Entretien avec Pascal Kober, rédacteur en chef
Le 13e numéro de L'Alpe, paru en octobre 2001 aux éditions Glénat, est consacré aux musiques et sons des Alpes transfrontalières. Un CD illustre des articles très divers relatifs aux démarches artistiques de musiciens de jazz, bricoleurs de sons, créateurs d'attirails sonores électro-acoustiques et autres compositeurs, résidants de l'Europe alpine ou inspirés par la symbolique alpine.
Cette publication, dirigée par Pascal Kober, sous la responsabilité de Jean Guibal, conservateur du Musée dauphinois, jouit d'un support de diffusion prestigieux pour élargir son regard anthropologique au grand public. Écoutons donc L'Alpe où les musiques n'ont plus de frontières, grâce aux musiciens qui les portent, évoqués ou non dans ces pages (violoneux des Hautes-Alpes, joueur d'orgue à bouche laotien « routinier » de Bonneville, saxophoniste de Martigny ou d'ailleurs).

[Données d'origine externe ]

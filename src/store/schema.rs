//! Database schema definitions and migrations.

use rusqlite::Connection;

use super::error::StoreError;

/// Current schema version. Increment when making schema changes.
pub const SCHEMA_VERSION: i32 = 1;

/// Schema DDL for version 1.
const SCHEMA_V1: &str = r#"
CREATE TABLE IF NOT EXISTS records (
    domain TEXT NOT NULL,
    kind TEXT NOT NULL,
    remote_id TEXT NOT NULL,
    payload TEXT NOT NULL,
    author_id TEXT,
    repost_of_id TEXT,
    quote_of_id TEXT,
    subject_id TEXT,
    created_at INTEGER NOT NULL,
    updated_at INTEGER NOT NULL,
    PRIMARY KEY (domain, kind, remote_id)
);

CREATE INDEX IF NOT EXISTS idx_records_author ON records(domain, author_id);

CREATE TABLE IF NOT EXISTS timeline_memberships (
    domain TEXT NOT NULL,
    account_id TEXT NOT NULL,
    timeline TEXT NOT NULL,
    status_id TEXT NOT NULL,
    has_more INTEGER NOT NULL DEFAULT 0,
    PRIMARY KEY (domain, account_id, timeline, status_id)
);

CREATE INDEX IF NOT EXISTS idx_memberships_has_more
    ON timeline_memberships(domain, account_id, timeline, has_more);
"#;

/// Get the current schema version from the database.
pub(crate) fn get_schema_version(conn: &Connection) -> Result<i32, StoreError> {
    let version: i32 = conn.pragma_query_value(None, "user_version", |row| row.get(0))?;
    Ok(version)
}

/// Set the schema version in the database.
fn set_schema_version(conn: &Connection, version: i32) -> Result<(), StoreError> {
    conn.pragma_update(None, "user_version", version)?;
    Ok(())
}

/// Initialize or migrate the database schema.
///
/// This function is idempotent and safe to call on both new and existing databases.
pub(crate) fn migrate(conn: &Connection) -> Result<(), StoreError> {
    let current_version = get_schema_version(conn)?;

    if current_version > SCHEMA_VERSION {
        return Err(StoreError::UnsupportedSchemaVersion {
            found: current_version,
            expected: SCHEMA_VERSION,
        });
    }

    if current_version == 0 {
        // Fresh database — apply full schema
        conn.execute_batch(SCHEMA_V1)?;
        set_schema_version(conn, SCHEMA_VERSION)?;
        tracing::debug!("Initialized database schema at version {}", SCHEMA_VERSION);
    } else if current_version < SCHEMA_VERSION {
        // Run incremental migrations
        for version in (current_version + 1)..=SCHEMA_VERSION {
            migrate_to_version(conn, version)?;
        }
    }

    Ok(())
}

/// Apply migration for a specific version.
fn migrate_to_version(conn: &Connection, version: i32) -> Result<(), StoreError> {
    // Future migrations go here, e.g.:
    // match version {
    //     2 => { conn.execute_batch("ALTER TABLE records ADD COLUMN new_field TEXT")?; }
    //     _ => {}
    // }
    // For now, version 1 just applies the base schema
    if version != SCHEMA_VERSION {
        tracing::warn!(
            "Unexpected schema version {}, applying base schema",
            version
        );
    }
    conn.execute_batch(SCHEMA_V1)?;
    set_schema_version(conn, version)?;
    tracing::info!("Migrated database to schema version {}", version);
    Ok(())
}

L'Alpe où le folklore n'est plus toujours tapi où l'on croit.
Et gageons que le prochain numéro de L'Alpe, qui sera consacré cette fois aux « Terres d'accueil, terres de refuge » saura aussi parler de terrain d'entente, de coopération et de créations partagées.

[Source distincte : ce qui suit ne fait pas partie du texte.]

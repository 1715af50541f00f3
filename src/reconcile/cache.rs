//! Per-batch record cache.

use std::collections::{HashMap, HashSet};

use crate::remote::RemoteEntity;
use crate::store::{LocalRecord, RecordKey};

/// Read-your-writes cache scoped to a single reconciliation batch.
///
/// Holds every record the batch has seen so far, plus a known-absent set so
/// a prewarmed miss never turns into another store query. Owned by exactly
/// one `Reconciler` and dropped with it; it is never shared across batches.
#[derive(Debug, Default)]
pub(crate) struct PersistCache {
    records: HashMap<RecordKey, LocalRecord>,
    absent: HashSet<RecordKey>,
}

impl PersistCache {
    pub(crate) fn new() -> Self {
        Self::default()
    }

    pub(crate) fn get(&self, key: &RecordKey) -> Option<&LocalRecord> {
        self.records.get(key)
    }

    /// Cache a record. Clears any stale known-absent marker for the key.
    pub(crate) fn insert(&mut self, record: LocalRecord) {
        let key = record.key();
        self.absent.remove(&key);
        self.records.insert(key, record);
    }

    pub(crate) fn mark_absent(&mut self, key: RecordKey) {
        self.absent.insert(key);
    }

    pub(crate) fn is_known_absent(&self, key: &RecordKey) -> bool {
        self.absent.contains(key)
    }

    /// Every key a batch of entities can touch, including nested entities,
    /// for one batched prewarm query.
    pub(crate) fn batch_keys(entities: &[RemoteEntity]) -> HashSet<RecordKey> {
        let mut keys = HashSet::new();
        for entity in entities {
            entity.collect_keys(&mut keys);
        }
        keys
    }
}

#[cfg(test)]
mod tests {
    use super::*;
    use crate::remote::{RemoteStatus, RemoteUser};
    use crate::store::{Payload, RecordKind, UserPayload};
    use chrono::Utc;

    fn user_record(id: &str) -> LocalRecord {
        let ts = Utc::now();
        LocalRecord {
            domain: "d".to_string(),
            remote_id: id.to_string(),
            payload: Payload::User(UserPayload {
                username: format!("user_{id}"),
                display_name: String::new(),
                avatar_url: None,
                followers_count: 0,
                following_count: 0,
                statuses_count: 0,
            }),
            author_id: None,
            repost_of_id: None,
            quote_of_id: None,
            subject_id: None,
            created_at: ts,
            updated_at: ts,
        }
    }

    #[test]
    fn test_insert_clears_absent_marker() {
        let mut cache = PersistCache::new();
        let key = RecordKey::new(RecordKind::User, "7");

        cache.mark_absent(key.clone());
        assert!(cache.is_known_absent(&key));

        cache.insert(user_record("7"));
        assert!(!cache.is_known_absent(&key));
        assert!(cache.get(&key).is_some());
    }

    #[test]
    fn test_batch_keys_covers_nested_entities() {
        let status = RemoteStatus {
            id: "100".to_string(),
            text: String::new(),
            created_at: Utc::now(),
            reply_count: 0,
            repost_count: 0,
            favorite_count: 0,
            media: Vec::new(),
            author: Some(Box::new(RemoteUser {
                id: "7".to_string(),
                username: "u".to_string(),
                display_name: String::new(),
                avatar_url: None,
                followers_count: 0,
                following_count: 0,
                statuses_count: 0,
            })),
            repost_of: None,
            quote_of: None,
            poll_options: Vec::new(),
        };

        let keys = PersistCache::batch_keys(&[RemoteEntity::Status(status)]);
        assert!(keys.contains(&RecordKey::new(RecordKind::Status, "100")));
        assert!(keys.contains(&RecordKey::new(RecordKind::User, "7")));
        assert_eq!(keys.len(), 2);
    }
}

CMTRA : Ce numéro de L'Alpe est un ouvrage riche et varié, illustré de très beaux documents iconographiques et sonores. Comment l'avez-vous conçu ?

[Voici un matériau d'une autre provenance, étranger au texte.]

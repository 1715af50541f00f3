//! Timeline feed source.
//!
//! Glues a network-client collaborator to the reconcile engine: one
//! [`load_page`](crate::feed::FeedSource::load_page) call fetches a page of
//! statuses, folds them into the store, records timeline memberships, and
//! runs gap detection against the membership snapshot taken before the
//! batch landed.

use std::sync::Arc;

use async_trait::async_trait;
use chrono::Utc;
use tracing::debug;

use crate::feed::error::FetchError;
use crate::feed::pagination::{FeedSource, LoadedPage, PageToken};
use crate::reconcile::{boundary, Reconciler};
use crate::remote::{RemoteEntity, RemoteStatus};
use crate::store::{Store, TimelineKind};

/// One page of a remote timeline, in server order (newest first).
#[derive(Debug, Clone)]
pub struct RemotePage {
    pub statuses: Vec<RemoteStatus>,
    /// Cursor for the page below this one; `None` when exhausted.
    pub next_max_id: Option<String>,
}

/// Network-client collaborator that fetches raw timeline pages.
#[async_trait]
pub trait PageFetcher: Send + Sync {
    async fn fetch(&self, max_id: Option<&str>, limit: u32) -> Result<RemotePage, FetchError>;
}

/// A home or mentions timeline for one account on one domain.
pub struct TimelineSource {
    store: Arc<dyn Store>,
    fetcher: Arc<dyn PageFetcher>,
    domain: String,
    account_id: String,
    timeline: TimelineKind,
}

impl TimelineSource {
    pub fn new(
        store: Arc<dyn Store>,
        fetcher: Arc<dyn PageFetcher>,
        domain: impl Into<String>,
        account_id: impl Into<String>,
        timeline: TimelineKind,
    ) -> Self {
        Self {
            store,
            fetcher,
            domain: domain.into(),
            account_id: account_id.into(),
            timeline,
        }
    }
}

#[async_trait]
impl FeedSource for TimelineSource {
    async fn load_page(
        &self,
        token: Option<&PageToken>,
        page_size: u32,
    ) -> Result<LoadedPage, FetchError> {
        let anchor = token.map(|t| t.0.as_str());
        let page = self.fetcher.fetch(anchor, page_size).await?;
        // Merge-guard clock: when the response arrived, not what the
        // entities claim about themselves.
        let network_ts = Utc::now();

        // Snapshot memberships before this batch adds its own.
        let preexisting = self
            .store
            .membership_ids(&self.domain, &self.account_id, self.timeline)
            .await?;

        let entities: Vec<RemoteEntity> = page
            .statuses
            .into_iter()
            .map(RemoteEntity::Status)
            .collect();

        let mut batch = Reconciler::new(self.store.clone(), self.domain.clone(), network_ts);
        batch.prewarm(&entities).await?;

        let mut ids = Vec::with_capacity(entities.len());
        let mut inserted = 0u64;
        let mut merged = 0u64;
        let mut nested = 0u64;
        for entity in &entities {
            if let Some(result) = batch.reconcile(entity).await? {
                if result.is_new_insertion {
                    inserted += 1;
                } else {
                    merged += 1;
                }
                nested += result.nested.total();
                ids.push(result.record.remote_id);
            }
        }

        let staged = batch.take_staged();
        debug!(
            domain = %self.domain,
            timeline = self.timeline.as_str(),
            inserted,
            merged,
            nested,
            staged = staged.len(),
            lookups = batch.store_lookups(),
            "Reconciled timeline page"
        );
        self.store.apply_records(&staged).await?;

        self.store
            .ensure_memberships(&self.domain, &self.account_id, self.timeline, &ids)
            .await?;

        let decision = boundary::detect(anchor, &preexisting, &ids);
        boundary::apply(
            self.store.as_ref(),
            &self.domain,
            &self.account_id,
            self.timeline,
            &decision,
        )
        .await?;

        Ok(LoadedPage {
            ids,
            next_token: page.next_max_id.map(PageToken),
        })
    }
}

#[cfg(test)]
mod tests {
    use super::*;
    use crate::config::SyncConfig;
    use crate::feed::pagination::{FeedController, FeedState};
    use crate::feed::projector::{ProjectionFilter, RecordProjector};
    use crate::remote::tests::status;
    use crate::store::{RecordKey, RecordKind, SqliteStore};
    use std::collections::VecDeque;
    use std::sync::Mutex;

    struct ScriptedFetcher {
        pages: Mutex<VecDeque<RemotePage>>,
        seen_max_ids: Mutex<Vec<Option<String>>>,
    }

    impl ScriptedFetcher {
        fn new(pages: Vec<RemotePage>) -> Arc<Self> {
            Arc::new(Self {
                pages: Mutex::new(pages.into()),
                seen_max_ids: Mutex::new(Vec::new()),
            })
        }
    }

    #[async_trait]
    impl PageFetcher for ScriptedFetcher {
        async fn fetch(&self, max_id: Option<&str>, _limit: u32) -> Result<RemotePage, FetchError> {
            self.seen_max_ids
                .lock()
                .unwrap()
                .push(max_id.map(str::to_string));
            Ok(self.pages.lock().unwrap().pop_front().unwrap_or(RemotePage {
                statuses: Vec::new(),
                next_max_id: None,
            }))
        }
    }

    fn page(ids: &[&str], next_max_id: Option<&str>) -> RemotePage {
        RemotePage {
            statuses: ids.iter().map(|id| status(id, "7")).collect(),
            next_max_id: next_max_id.map(str::to_string),
        }
    }

    fn source(store: Arc<SqliteStore>, fetcher: Arc<ScriptedFetcher>) -> TimelineSource {
        TimelineSource::new(store, fetcher, "d", "me", TimelineKind::Home)
    }

    #[tokio::test]
    async fn test_first_page_persists_and_marks_boundary() {
        let store = Arc::new(SqliteStore::open_in_memory().unwrap());
        let fetcher = ScriptedFetcher::new(vec![page(&["3", "2", "1"], Some("1"))]);
        let source = source(store.clone(), fetcher);

        let loaded = source.load_page(None, 20).await.unwrap();
        assert_eq!(loaded.ids, vec!["3", "2", "1"]);
        assert_eq!(loaded.next_token, Some(PageToken("1".to_string())));

        // Statuses and their shared author landed in the store.
        let record = store
            .get_record("d", &RecordKey::new(RecordKind::Status, "2"))
            .await
            .unwrap()
            .unwrap();
        assert_eq!(record.author_id.as_deref(), Some("7"));
        assert!(store
            .get_record("d", &RecordKey::new(RecordKind::User, "7"))
            .await
            .unwrap()
            .is_some());

        // Nothing below the oldest fetched status is known yet.
        assert_eq!(
            store.has_more("d", "me", TimelineKind::Home, "1").await.unwrap(),
            Some(true)
        );
    }

    #[tokio::test]
    async fn test_anchor_page_clears_its_marker() {
        let store = Arc::new(SqliteStore::open_in_memory().unwrap());
        let fetcher = ScriptedFetcher::new(vec![
            page(&["9", "8"], Some("8")),
            page(&["7", "6"], Some("6")),
        ]);
        let source = source(store.clone(), fetcher.clone());

        let first = source.load_page(None, 20).await.unwrap();
        assert_eq!(
            store.has_more("d", "me", TimelineKind::Home, "8").await.unwrap(),
            Some(true)
        );

        let second = source
            .load_page(first.next_token.as_ref(), 20)
            .await
            .unwrap();
        assert_eq!(second.ids, vec!["7", "6"]);

        // The anchor's gap marker moved down to the new oldest status.
        assert_eq!(
            store.has_more("d", "me", TimelineKind::Home, "8").await.unwrap(),
            Some(false)
        );
        assert_eq!(
            store.has_more("d", "me", TimelineKind::Home, "6").await.unwrap(),
            Some(true)
        );

        let seen = fetcher.seen_max_ids.lock().unwrap().clone();
        assert_eq!(seen, vec![None, Some("8".to_string())]);
    }

    #[tokio::test]
    async fn test_overlapping_reload_closes_the_gap() {
        let store = Arc::new(SqliteStore::open_in_memory().unwrap());
        let fetcher = ScriptedFetcher::new(vec![
            page(&["3", "2", "1"], Some("1")),
            page(&["5", "4", "3"], Some("3")),
        ]);
        let source = source(store.clone(), fetcher);

        source.load_page(None, 20).await.unwrap();
        // A later reload whose page reaches back into known statuses.
        source.load_page(None, 20).await.unwrap();

        assert_eq!(
            store.has_more("d", "me", TimelineKind::Home, "3").await.unwrap(),
            Some(false)
        );
        // The original boundary marker below "1" is untouched.
        assert_eq!(
            store.has_more("d", "me", TimelineKind::Home, "1").await.unwrap(),
            Some(true)
        );
    }

    #[tokio::test]
    async fn test_malformed_status_skipped_from_page() {
        let store = Arc::new(SqliteStore::open_in_memory().unwrap());
        let mut bad = status("", "7");
        bad.text = "no id".to_string();
        let fetcher = ScriptedFetcher::new(vec![RemotePage {
            statuses: vec![status("2", "7"), bad, status("1", "7")],
            next_max_id: None,
        }]);
        let source = source(store.clone(), fetcher);

        let loaded = source.load_page(None, 20).await.unwrap();
        assert_eq!(loaded.ids, vec!["2", "1"]);

        let members = store
            .membership_ids("d", "me", TimelineKind::Home)
            .await
            .unwrap();
        assert_eq!(members.len(), 2);
    }

    #[tokio::test]
    async fn test_controller_drives_timeline_into_projection() {
        let store = Arc::new(SqliteStore::open_in_memory().unwrap());
        let fetcher = ScriptedFetcher::new(vec![
            page(&["3", "2"], Some("2")),
            page(&["1"], None),
        ]);
        let source = Arc::new(source(store.clone(), fetcher));

        let projector = RecordProjector::spawn(
            store.clone(),
            ProjectionFilter {
                domain: "d".to_string(),
                kind: RecordKind::Status,
                author_id: None,
            },
            &SyncConfig::default(),
        );
        let controller = FeedController::new(
            source,
            Arc::new(projector.clone()),
            SyncConfig::default(),
        );
        let mut states = controller.subscribe_state();

        controller.reload();
        states.wait_for(|s| *s == FeedState::Idle).await.unwrap();
        controller.load_more();
        states.wait_for(|s| *s == FeedState::NoMore).await.unwrap();

        projector.flush().await.unwrap();
        let rx = projector.subscribe();
        let out: Vec<String> = rx.borrow().iter().map(|r| r.remote_id.clone()).collect();
        assert_eq!(out, vec!["3", "2", "1"]);

        // The anchor's marker was cleared; the page below it did not
        // overlap anything previously known, so its oldest carries one.
        assert_eq!(
            store.has_more("d", "me", TimelineKind::Home, "2").await.unwrap(),
            Some(false)
        );
        assert_eq!(
            store.has_more("d", "me", TimelineKind::Home, "1").await.unwrap(),
            Some(true)
        );
        controller.shutdown();
        projector.shutdown();
    }
}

Pascal Kober : Nous avons vocation de traiter de cultures et de patrimoines sur l'ensemble de l'arc alpin, de Nice à Ljubljana en Slovénie. Ce numéro, nous l'avions en tête depuis deux ans. J'étais le seul à y croire. On m'avait dit que ce serait très compliqué, nous ne voulions surtout pas rester axés sur les musiques traditionnelles, comme l'avait fait Alpes Magazine. Ce n'est pas l'angle de traitement de la revue.
Nous souhaitions ouvrir la revue à davantage de diversité, comme nous le faisons d'habitude.
Lorsque l'on traite des vins, nous allons chercher les relations qu'il peut y avoir entre un vin jaune du Jura et le cépage exploité dans les vignobles alpins, par exemple. Nous avons eu exactement la même démarche sur ce numéro musical, avec la part traditionnelle, évidemment incontournable, mais également l'ouverture sur la façon dont les compositeurs contemporains et classiques ont pu se servir de la montagne comme source d'inspiration. Nous avons aussi rajouté des paysages sonores, des sonnailles, la fabrication des appeaux dans une entreprise installée dans les Alpes drômoises et des approches un peu plus iconoclastes, avec un papier sur la montagne illustrée sur les pochettes de disques de rock.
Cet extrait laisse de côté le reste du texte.